Data items
================
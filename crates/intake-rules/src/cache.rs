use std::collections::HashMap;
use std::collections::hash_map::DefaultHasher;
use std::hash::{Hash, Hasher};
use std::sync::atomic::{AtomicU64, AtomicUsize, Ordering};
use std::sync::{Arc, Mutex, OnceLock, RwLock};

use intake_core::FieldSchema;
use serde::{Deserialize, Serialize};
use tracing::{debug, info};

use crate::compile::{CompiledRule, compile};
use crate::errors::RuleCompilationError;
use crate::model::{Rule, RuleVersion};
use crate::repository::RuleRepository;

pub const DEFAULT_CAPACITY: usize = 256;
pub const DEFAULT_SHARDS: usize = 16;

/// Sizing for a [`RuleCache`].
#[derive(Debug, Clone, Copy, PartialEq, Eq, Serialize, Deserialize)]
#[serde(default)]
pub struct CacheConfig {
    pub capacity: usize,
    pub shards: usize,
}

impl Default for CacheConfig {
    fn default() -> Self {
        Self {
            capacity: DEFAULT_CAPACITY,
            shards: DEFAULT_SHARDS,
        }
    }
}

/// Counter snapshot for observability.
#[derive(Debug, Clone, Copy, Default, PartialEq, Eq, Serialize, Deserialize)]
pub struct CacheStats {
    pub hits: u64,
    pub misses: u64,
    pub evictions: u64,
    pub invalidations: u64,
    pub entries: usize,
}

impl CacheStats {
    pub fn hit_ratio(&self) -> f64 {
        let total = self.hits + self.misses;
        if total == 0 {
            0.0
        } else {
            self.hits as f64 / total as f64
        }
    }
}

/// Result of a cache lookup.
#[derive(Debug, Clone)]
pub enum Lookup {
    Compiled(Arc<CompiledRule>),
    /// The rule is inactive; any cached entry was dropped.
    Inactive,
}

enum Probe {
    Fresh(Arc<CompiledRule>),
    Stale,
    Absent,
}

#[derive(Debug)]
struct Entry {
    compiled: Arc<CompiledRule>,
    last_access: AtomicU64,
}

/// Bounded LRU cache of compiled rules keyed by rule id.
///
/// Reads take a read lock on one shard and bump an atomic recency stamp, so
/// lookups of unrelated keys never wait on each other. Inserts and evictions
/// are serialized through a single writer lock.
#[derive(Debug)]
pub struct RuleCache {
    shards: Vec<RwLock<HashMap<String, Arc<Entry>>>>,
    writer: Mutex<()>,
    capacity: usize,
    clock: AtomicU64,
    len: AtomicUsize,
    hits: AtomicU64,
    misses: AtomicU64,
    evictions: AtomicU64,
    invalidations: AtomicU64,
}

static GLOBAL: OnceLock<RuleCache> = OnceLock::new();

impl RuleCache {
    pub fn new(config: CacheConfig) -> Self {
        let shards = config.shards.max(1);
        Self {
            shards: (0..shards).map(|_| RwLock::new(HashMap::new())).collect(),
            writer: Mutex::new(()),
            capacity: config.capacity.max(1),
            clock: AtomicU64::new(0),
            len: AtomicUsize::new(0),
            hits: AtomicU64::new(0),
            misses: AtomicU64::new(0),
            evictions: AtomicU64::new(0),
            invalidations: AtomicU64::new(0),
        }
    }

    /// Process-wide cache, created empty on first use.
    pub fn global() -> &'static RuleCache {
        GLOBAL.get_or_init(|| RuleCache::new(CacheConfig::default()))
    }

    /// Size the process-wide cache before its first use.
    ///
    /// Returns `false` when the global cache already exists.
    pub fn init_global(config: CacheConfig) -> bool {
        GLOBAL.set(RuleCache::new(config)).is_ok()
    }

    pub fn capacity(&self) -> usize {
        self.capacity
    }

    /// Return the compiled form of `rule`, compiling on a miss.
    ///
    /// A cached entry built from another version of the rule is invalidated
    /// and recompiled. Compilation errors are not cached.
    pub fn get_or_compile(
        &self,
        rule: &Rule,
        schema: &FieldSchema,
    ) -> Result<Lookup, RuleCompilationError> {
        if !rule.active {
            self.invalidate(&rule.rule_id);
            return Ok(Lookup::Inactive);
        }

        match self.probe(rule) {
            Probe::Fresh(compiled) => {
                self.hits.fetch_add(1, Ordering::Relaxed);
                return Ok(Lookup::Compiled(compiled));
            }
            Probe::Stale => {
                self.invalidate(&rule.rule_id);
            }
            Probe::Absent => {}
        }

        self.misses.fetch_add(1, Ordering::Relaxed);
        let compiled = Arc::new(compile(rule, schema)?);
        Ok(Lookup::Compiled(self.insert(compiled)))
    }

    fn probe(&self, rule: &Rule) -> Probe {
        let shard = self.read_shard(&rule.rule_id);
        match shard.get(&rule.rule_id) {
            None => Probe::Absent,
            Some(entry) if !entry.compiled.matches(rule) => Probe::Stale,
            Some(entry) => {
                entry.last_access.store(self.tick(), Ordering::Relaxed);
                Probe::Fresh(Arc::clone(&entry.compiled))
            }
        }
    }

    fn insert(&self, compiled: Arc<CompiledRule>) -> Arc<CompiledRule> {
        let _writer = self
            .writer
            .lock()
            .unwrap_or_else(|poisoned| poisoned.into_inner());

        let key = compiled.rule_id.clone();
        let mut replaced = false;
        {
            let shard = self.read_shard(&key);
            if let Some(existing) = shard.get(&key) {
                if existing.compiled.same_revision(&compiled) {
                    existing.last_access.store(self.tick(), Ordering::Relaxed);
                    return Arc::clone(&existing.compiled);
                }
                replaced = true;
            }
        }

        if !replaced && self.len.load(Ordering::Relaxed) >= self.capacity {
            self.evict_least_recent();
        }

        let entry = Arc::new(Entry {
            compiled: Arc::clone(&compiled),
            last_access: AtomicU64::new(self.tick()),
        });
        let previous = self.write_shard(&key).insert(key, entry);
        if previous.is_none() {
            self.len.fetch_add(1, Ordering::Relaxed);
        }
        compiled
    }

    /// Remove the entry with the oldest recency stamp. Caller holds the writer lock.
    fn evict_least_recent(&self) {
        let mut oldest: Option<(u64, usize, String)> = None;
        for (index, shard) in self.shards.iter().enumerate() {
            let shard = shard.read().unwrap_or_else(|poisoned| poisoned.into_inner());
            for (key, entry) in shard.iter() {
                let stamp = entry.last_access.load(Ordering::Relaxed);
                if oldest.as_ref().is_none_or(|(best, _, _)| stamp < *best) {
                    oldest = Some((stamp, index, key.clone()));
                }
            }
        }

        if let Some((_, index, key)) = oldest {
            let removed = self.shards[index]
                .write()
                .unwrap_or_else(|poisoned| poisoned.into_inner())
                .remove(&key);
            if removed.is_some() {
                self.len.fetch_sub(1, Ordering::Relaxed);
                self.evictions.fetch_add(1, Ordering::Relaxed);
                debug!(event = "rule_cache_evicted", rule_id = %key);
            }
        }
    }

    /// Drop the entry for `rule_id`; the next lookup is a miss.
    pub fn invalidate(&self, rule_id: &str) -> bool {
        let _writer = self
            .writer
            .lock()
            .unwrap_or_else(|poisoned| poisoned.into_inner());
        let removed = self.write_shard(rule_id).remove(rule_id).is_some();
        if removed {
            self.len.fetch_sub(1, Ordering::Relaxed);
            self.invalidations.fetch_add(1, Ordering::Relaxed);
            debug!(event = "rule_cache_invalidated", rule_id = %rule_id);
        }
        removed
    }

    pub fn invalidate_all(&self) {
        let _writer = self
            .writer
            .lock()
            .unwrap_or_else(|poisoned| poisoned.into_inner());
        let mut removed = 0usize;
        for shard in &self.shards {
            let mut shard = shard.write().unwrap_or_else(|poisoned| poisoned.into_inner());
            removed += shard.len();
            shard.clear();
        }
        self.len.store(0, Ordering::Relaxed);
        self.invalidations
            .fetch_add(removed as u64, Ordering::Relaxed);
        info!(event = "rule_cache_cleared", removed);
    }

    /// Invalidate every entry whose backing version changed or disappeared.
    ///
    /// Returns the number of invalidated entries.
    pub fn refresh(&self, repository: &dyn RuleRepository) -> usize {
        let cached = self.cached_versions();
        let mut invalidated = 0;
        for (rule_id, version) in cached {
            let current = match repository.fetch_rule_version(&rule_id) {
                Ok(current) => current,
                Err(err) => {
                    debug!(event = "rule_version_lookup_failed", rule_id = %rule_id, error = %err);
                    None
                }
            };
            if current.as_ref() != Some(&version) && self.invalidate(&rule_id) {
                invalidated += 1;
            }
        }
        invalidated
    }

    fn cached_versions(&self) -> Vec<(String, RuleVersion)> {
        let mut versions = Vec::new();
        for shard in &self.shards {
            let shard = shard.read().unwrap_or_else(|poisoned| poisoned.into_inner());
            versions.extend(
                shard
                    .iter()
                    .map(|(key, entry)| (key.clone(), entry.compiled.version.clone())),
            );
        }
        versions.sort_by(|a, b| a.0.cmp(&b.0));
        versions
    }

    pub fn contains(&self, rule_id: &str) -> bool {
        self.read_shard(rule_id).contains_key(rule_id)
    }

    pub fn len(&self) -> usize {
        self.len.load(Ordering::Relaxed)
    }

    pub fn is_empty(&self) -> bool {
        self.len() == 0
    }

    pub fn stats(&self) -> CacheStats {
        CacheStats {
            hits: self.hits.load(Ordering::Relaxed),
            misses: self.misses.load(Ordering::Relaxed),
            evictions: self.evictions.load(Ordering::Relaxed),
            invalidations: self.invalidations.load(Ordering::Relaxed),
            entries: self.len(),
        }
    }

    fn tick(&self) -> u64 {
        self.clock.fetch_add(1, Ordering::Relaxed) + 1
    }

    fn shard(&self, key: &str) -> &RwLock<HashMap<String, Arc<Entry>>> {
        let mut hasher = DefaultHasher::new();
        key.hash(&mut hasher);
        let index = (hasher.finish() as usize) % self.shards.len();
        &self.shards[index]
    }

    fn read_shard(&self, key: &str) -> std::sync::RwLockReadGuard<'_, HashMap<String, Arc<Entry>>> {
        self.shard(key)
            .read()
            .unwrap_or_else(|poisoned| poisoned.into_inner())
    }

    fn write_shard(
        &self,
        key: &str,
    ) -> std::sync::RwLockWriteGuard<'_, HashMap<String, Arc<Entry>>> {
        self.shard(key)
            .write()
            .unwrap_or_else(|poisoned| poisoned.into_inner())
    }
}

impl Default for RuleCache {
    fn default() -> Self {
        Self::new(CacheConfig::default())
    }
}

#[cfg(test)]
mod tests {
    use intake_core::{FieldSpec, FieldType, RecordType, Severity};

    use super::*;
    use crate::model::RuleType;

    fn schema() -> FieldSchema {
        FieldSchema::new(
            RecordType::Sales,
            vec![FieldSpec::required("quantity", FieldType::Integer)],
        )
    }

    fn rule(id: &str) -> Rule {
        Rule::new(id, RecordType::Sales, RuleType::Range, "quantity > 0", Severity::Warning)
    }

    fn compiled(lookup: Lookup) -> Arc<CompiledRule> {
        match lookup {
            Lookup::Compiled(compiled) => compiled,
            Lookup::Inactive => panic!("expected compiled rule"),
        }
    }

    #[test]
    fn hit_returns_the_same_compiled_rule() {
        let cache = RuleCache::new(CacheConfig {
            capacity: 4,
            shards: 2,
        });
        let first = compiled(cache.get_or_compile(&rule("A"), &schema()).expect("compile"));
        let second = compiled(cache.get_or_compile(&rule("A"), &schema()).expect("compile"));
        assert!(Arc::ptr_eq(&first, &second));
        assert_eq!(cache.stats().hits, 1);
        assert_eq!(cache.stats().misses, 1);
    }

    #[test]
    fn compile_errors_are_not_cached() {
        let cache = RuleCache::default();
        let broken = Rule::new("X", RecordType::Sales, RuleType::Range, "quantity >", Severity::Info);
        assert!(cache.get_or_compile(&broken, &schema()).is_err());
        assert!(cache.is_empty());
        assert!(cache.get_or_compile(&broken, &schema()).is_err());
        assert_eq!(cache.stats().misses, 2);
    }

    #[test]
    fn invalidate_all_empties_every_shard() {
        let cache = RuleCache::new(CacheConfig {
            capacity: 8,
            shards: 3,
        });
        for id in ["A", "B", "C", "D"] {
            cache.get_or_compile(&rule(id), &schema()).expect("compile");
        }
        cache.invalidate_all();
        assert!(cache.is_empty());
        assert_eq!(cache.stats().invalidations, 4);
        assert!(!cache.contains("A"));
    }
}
================
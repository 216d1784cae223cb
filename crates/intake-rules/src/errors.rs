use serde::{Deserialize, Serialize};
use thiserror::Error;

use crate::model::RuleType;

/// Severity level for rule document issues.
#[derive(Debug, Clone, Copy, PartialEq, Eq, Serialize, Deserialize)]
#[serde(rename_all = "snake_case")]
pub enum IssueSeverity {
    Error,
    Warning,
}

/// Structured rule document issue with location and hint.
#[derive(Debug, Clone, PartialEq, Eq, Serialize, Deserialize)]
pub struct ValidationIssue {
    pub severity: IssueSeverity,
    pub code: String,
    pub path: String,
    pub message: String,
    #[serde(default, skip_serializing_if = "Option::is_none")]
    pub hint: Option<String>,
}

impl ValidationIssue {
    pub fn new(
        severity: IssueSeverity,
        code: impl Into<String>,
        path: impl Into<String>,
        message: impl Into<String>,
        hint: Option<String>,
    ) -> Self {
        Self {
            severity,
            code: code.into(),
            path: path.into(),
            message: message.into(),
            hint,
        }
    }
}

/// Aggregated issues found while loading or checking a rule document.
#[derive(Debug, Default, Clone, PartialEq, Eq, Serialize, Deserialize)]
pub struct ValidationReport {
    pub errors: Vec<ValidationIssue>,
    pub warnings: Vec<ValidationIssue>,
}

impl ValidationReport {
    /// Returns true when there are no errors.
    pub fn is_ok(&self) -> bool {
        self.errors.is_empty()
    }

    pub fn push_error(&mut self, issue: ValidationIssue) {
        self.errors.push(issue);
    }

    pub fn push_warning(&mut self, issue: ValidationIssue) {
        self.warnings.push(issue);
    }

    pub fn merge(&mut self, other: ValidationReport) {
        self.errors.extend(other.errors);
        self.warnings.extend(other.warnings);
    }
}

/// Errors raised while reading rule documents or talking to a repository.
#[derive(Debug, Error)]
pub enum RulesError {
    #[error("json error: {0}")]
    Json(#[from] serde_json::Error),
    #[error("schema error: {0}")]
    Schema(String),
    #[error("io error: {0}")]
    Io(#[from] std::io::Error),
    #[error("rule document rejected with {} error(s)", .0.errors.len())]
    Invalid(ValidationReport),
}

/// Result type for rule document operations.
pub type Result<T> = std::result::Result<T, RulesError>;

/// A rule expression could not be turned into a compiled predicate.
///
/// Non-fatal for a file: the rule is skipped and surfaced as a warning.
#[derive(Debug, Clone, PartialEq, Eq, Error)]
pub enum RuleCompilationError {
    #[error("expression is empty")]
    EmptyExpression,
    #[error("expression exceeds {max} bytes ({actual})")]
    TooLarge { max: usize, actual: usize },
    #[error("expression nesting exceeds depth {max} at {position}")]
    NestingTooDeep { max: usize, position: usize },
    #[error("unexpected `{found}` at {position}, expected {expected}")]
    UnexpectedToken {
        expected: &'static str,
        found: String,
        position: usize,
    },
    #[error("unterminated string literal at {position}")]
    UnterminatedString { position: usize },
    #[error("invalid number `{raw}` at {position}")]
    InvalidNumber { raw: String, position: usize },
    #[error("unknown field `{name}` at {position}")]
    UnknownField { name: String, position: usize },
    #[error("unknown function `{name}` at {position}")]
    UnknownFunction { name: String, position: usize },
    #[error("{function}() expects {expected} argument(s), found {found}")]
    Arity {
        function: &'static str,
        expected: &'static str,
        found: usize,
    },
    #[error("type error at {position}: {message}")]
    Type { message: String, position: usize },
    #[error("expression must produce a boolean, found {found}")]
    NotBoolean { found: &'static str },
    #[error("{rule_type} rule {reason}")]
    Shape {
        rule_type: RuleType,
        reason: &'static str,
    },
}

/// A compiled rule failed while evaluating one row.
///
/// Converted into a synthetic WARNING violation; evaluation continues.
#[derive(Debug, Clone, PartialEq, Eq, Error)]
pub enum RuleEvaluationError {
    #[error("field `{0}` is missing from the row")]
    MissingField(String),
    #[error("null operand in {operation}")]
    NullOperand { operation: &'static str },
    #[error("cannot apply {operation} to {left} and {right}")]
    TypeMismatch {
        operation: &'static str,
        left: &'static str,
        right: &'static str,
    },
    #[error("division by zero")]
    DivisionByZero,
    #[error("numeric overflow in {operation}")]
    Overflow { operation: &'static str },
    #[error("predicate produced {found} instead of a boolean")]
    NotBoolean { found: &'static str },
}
================
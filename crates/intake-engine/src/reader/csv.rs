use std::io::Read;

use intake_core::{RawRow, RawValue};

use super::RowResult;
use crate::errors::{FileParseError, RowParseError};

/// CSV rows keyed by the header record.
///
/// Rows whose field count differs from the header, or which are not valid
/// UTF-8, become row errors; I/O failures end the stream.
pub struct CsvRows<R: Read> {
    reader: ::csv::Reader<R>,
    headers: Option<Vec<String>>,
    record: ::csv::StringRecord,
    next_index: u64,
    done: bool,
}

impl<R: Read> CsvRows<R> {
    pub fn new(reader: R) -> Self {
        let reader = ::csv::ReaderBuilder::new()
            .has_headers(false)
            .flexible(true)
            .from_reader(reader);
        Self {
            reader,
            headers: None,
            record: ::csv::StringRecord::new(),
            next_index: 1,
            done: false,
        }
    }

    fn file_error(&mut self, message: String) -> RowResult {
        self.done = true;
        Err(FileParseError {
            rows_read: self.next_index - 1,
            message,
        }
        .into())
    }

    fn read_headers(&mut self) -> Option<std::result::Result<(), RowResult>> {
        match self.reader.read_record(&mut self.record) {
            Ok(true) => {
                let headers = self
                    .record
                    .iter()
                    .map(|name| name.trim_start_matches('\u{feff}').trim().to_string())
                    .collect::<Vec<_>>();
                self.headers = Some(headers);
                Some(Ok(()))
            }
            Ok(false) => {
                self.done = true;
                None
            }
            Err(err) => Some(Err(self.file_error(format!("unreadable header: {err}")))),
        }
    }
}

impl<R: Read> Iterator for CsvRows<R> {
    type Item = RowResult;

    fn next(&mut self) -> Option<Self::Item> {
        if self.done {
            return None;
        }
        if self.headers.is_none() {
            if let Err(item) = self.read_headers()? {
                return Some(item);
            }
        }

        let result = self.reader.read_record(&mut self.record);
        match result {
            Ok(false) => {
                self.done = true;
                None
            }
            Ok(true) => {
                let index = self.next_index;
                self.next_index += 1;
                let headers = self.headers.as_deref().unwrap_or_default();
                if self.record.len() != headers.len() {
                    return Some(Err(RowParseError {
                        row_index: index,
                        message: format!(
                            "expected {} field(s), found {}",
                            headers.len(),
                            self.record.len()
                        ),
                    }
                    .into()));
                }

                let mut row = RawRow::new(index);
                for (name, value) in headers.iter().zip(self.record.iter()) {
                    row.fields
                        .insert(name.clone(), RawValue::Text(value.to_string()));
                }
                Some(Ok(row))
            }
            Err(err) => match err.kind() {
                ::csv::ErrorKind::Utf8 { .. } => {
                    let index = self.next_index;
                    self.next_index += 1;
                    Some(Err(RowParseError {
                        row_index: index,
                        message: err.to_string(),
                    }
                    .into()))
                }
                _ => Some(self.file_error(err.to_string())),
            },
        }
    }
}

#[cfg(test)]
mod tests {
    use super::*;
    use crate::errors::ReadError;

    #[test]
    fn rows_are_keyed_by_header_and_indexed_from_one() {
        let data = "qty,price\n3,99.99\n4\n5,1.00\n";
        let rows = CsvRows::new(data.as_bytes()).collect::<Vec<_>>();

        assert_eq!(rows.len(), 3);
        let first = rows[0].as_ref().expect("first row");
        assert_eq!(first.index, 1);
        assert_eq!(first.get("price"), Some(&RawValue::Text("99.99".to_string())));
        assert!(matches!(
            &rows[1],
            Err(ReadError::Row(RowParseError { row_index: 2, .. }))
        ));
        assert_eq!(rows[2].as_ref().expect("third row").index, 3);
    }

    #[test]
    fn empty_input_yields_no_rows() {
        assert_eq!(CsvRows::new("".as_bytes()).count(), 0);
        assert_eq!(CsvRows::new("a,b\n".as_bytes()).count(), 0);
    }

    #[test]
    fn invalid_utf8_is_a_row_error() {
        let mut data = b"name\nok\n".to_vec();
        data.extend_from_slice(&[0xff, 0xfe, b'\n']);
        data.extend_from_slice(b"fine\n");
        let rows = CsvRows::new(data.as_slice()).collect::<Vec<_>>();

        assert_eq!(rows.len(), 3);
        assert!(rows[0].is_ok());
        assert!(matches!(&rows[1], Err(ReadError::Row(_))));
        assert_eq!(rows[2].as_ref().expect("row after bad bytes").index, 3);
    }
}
================
▸ What you need to do: Find the word "whose" in the records. Copy every line it appears in.

▸ Result for this exercise:
    /// Invalidate every entry whose backing version changed or disappeared.
/// Rows whose field count differs from the header, or which are not valid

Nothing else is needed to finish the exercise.